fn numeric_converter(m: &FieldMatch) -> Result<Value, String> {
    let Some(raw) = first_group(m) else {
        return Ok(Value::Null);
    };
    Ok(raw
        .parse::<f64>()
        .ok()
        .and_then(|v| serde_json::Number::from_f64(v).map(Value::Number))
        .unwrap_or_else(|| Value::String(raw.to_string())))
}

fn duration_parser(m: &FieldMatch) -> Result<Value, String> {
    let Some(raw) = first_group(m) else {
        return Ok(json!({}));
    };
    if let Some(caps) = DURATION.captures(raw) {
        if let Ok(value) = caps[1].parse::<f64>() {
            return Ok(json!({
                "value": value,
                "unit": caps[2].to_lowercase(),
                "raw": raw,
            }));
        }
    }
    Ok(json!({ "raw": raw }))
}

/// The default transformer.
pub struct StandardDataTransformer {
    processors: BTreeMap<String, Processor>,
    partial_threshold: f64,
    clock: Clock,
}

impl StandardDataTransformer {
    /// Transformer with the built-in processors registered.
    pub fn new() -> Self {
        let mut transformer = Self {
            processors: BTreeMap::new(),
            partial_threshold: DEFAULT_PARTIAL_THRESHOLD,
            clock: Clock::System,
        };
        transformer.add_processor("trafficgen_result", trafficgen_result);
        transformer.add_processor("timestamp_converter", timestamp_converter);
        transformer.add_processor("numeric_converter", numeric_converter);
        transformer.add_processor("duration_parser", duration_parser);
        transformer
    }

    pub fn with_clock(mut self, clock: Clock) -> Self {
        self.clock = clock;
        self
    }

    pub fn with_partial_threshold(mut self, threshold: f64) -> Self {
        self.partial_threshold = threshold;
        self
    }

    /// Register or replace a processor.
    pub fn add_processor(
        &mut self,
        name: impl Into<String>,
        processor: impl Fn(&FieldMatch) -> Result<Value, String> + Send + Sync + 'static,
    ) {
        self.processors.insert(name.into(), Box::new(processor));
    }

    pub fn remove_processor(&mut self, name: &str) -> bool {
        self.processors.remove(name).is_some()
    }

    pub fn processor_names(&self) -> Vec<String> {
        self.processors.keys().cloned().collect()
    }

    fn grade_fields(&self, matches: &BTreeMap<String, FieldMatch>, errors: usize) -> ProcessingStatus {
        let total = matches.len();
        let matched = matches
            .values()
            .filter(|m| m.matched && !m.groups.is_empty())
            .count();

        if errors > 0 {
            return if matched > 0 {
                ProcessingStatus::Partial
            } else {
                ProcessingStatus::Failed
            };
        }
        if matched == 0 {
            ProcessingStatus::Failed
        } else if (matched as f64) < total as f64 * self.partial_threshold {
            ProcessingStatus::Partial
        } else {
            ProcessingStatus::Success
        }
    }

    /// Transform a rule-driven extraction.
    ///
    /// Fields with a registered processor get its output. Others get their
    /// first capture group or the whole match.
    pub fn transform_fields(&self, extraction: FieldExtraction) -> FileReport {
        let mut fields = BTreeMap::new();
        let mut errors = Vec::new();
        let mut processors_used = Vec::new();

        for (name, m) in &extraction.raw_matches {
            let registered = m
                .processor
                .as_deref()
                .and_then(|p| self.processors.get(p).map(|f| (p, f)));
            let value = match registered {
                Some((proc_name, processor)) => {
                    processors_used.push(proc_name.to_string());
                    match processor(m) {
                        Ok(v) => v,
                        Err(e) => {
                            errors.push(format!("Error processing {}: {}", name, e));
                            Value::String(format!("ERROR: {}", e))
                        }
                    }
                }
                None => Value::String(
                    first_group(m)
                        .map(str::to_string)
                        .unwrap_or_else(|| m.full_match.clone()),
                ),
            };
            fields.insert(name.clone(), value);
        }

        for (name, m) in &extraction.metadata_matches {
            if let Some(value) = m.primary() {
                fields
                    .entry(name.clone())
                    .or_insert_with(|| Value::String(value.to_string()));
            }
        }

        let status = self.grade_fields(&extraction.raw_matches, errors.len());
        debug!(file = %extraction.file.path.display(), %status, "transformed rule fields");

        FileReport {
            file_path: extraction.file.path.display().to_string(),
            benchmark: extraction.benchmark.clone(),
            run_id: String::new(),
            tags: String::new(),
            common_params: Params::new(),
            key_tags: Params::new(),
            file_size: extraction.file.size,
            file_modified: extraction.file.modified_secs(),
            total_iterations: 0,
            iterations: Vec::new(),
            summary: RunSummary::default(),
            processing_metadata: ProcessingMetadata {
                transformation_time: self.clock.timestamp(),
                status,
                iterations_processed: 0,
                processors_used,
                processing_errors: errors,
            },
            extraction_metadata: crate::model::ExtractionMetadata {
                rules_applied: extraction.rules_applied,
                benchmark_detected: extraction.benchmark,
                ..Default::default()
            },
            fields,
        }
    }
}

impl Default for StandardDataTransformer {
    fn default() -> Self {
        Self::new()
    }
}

☆ ☆ ☆ ☆

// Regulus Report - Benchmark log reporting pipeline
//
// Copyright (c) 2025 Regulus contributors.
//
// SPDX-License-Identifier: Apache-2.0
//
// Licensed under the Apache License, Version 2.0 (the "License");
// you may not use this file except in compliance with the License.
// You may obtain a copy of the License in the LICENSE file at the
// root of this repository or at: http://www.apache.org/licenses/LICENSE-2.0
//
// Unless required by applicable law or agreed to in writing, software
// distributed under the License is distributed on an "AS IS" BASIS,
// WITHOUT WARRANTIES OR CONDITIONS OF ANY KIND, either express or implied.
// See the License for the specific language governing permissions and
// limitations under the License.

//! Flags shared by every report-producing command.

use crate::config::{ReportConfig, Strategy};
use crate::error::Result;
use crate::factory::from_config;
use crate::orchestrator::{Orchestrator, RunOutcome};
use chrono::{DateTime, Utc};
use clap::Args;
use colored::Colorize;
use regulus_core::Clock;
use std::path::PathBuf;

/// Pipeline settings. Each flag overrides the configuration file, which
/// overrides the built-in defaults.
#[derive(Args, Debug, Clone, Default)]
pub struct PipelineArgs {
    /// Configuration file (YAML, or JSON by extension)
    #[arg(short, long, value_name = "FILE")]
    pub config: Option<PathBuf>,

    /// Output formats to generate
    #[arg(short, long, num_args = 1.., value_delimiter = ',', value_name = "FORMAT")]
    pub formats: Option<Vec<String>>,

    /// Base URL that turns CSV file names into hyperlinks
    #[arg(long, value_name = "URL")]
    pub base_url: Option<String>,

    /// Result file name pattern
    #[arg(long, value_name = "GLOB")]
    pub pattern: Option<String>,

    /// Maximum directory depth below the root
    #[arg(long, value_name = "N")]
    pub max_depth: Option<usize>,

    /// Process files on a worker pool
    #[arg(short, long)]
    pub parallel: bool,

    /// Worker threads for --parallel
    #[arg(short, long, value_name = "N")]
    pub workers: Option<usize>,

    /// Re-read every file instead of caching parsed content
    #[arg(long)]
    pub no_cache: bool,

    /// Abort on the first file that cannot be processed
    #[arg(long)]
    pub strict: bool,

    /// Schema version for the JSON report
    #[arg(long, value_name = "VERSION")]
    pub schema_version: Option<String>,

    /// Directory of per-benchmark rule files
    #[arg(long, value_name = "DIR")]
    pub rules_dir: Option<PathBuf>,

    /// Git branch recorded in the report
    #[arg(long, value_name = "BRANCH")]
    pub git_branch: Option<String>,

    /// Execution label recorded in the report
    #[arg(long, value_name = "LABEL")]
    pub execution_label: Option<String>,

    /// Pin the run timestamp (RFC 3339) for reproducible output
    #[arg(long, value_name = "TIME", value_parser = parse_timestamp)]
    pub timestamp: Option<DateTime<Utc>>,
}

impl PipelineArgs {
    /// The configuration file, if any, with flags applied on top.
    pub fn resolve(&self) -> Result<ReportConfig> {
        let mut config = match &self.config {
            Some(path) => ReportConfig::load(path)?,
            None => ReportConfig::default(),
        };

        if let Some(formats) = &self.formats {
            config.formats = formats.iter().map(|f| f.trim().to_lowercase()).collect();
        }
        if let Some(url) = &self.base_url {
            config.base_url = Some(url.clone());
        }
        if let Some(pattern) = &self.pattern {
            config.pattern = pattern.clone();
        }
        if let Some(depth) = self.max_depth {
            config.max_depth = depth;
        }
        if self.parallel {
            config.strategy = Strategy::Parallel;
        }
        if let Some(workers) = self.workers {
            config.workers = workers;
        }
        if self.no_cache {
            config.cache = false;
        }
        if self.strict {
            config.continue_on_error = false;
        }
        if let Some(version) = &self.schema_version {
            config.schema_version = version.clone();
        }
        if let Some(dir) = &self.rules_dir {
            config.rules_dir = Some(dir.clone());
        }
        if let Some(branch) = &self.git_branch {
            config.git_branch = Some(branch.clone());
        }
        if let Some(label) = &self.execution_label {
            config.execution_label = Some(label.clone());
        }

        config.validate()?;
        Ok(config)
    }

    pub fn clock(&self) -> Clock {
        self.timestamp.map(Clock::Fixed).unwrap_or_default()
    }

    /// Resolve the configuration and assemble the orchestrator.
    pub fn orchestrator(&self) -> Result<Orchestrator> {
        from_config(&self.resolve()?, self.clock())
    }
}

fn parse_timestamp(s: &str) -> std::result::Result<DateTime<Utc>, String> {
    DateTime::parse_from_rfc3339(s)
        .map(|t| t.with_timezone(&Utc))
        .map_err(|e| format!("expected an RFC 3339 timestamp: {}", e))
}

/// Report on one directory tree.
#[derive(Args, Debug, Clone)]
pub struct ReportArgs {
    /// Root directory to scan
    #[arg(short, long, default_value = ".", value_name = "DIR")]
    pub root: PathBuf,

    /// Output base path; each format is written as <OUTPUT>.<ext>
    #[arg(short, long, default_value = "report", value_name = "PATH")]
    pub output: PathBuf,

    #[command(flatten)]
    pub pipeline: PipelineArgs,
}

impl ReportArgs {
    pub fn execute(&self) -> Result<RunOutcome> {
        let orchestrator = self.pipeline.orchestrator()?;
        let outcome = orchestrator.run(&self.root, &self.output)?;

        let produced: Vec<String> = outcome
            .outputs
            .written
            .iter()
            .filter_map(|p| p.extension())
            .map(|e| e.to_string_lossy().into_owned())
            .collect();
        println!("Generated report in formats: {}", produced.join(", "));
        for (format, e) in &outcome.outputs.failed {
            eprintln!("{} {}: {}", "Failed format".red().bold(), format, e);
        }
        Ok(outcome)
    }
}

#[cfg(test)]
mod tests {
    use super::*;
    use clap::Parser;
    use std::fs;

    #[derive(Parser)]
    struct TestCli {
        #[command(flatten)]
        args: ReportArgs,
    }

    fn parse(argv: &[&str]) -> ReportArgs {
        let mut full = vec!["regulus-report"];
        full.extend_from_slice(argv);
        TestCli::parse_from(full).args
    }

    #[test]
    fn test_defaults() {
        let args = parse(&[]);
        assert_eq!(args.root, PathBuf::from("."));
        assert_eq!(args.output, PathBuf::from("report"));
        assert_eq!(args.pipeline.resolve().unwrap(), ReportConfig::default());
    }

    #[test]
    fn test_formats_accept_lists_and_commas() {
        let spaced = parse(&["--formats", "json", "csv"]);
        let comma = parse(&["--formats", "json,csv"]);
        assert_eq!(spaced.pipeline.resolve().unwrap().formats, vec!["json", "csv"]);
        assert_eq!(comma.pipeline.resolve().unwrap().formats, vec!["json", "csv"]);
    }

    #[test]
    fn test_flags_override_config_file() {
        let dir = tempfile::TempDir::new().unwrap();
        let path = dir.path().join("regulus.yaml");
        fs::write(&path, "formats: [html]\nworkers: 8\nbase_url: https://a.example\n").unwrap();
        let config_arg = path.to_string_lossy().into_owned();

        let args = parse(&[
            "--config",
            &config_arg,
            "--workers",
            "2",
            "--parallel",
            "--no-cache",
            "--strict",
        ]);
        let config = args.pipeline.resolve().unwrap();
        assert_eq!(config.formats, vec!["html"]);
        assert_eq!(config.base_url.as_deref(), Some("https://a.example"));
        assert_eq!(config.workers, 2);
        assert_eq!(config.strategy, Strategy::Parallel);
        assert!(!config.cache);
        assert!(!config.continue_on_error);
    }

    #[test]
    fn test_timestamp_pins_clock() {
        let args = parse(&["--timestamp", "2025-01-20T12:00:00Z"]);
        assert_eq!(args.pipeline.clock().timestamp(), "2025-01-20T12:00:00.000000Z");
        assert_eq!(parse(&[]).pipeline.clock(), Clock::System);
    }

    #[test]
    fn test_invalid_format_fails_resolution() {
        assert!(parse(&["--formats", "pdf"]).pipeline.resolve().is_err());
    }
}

☆ ☆ ☆ ☆

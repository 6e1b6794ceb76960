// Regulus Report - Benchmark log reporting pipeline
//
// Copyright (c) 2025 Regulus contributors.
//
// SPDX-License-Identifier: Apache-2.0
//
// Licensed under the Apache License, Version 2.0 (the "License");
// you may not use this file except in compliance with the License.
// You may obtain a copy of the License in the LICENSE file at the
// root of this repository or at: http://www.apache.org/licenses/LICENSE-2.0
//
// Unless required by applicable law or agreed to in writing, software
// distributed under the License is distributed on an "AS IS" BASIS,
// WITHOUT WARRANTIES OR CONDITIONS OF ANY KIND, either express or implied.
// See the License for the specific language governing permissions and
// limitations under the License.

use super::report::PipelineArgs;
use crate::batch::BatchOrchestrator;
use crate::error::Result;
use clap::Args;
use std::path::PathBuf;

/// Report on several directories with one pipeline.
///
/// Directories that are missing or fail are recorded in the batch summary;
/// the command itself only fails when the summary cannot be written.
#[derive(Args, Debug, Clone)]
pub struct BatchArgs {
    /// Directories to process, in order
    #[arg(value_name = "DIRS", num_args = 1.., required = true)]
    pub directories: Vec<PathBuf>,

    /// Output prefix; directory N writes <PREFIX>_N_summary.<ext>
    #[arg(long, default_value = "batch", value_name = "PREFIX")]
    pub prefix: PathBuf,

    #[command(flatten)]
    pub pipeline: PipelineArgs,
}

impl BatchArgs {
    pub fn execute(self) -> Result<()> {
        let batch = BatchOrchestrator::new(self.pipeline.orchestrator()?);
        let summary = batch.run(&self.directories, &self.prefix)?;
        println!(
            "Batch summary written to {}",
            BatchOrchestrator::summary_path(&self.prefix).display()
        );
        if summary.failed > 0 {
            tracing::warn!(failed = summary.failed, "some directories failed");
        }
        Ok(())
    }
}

☆ ☆ ☆ ☆

What lines hold the string "short"? Pick them out of the data.

    #[arg(short, long, value_name = "FILE")]
    #[arg(short, long, num_args = 1.., value_delimiter = ',', value_name = "FORMAT")]
    #[arg(short, long)]
    #[arg(short, long, value_name = "N")]
    #[arg(short, long, default_value = ".", value_name = "DIR")]
    #[arg(short, long, default_value = "report", value_name = "PATH")]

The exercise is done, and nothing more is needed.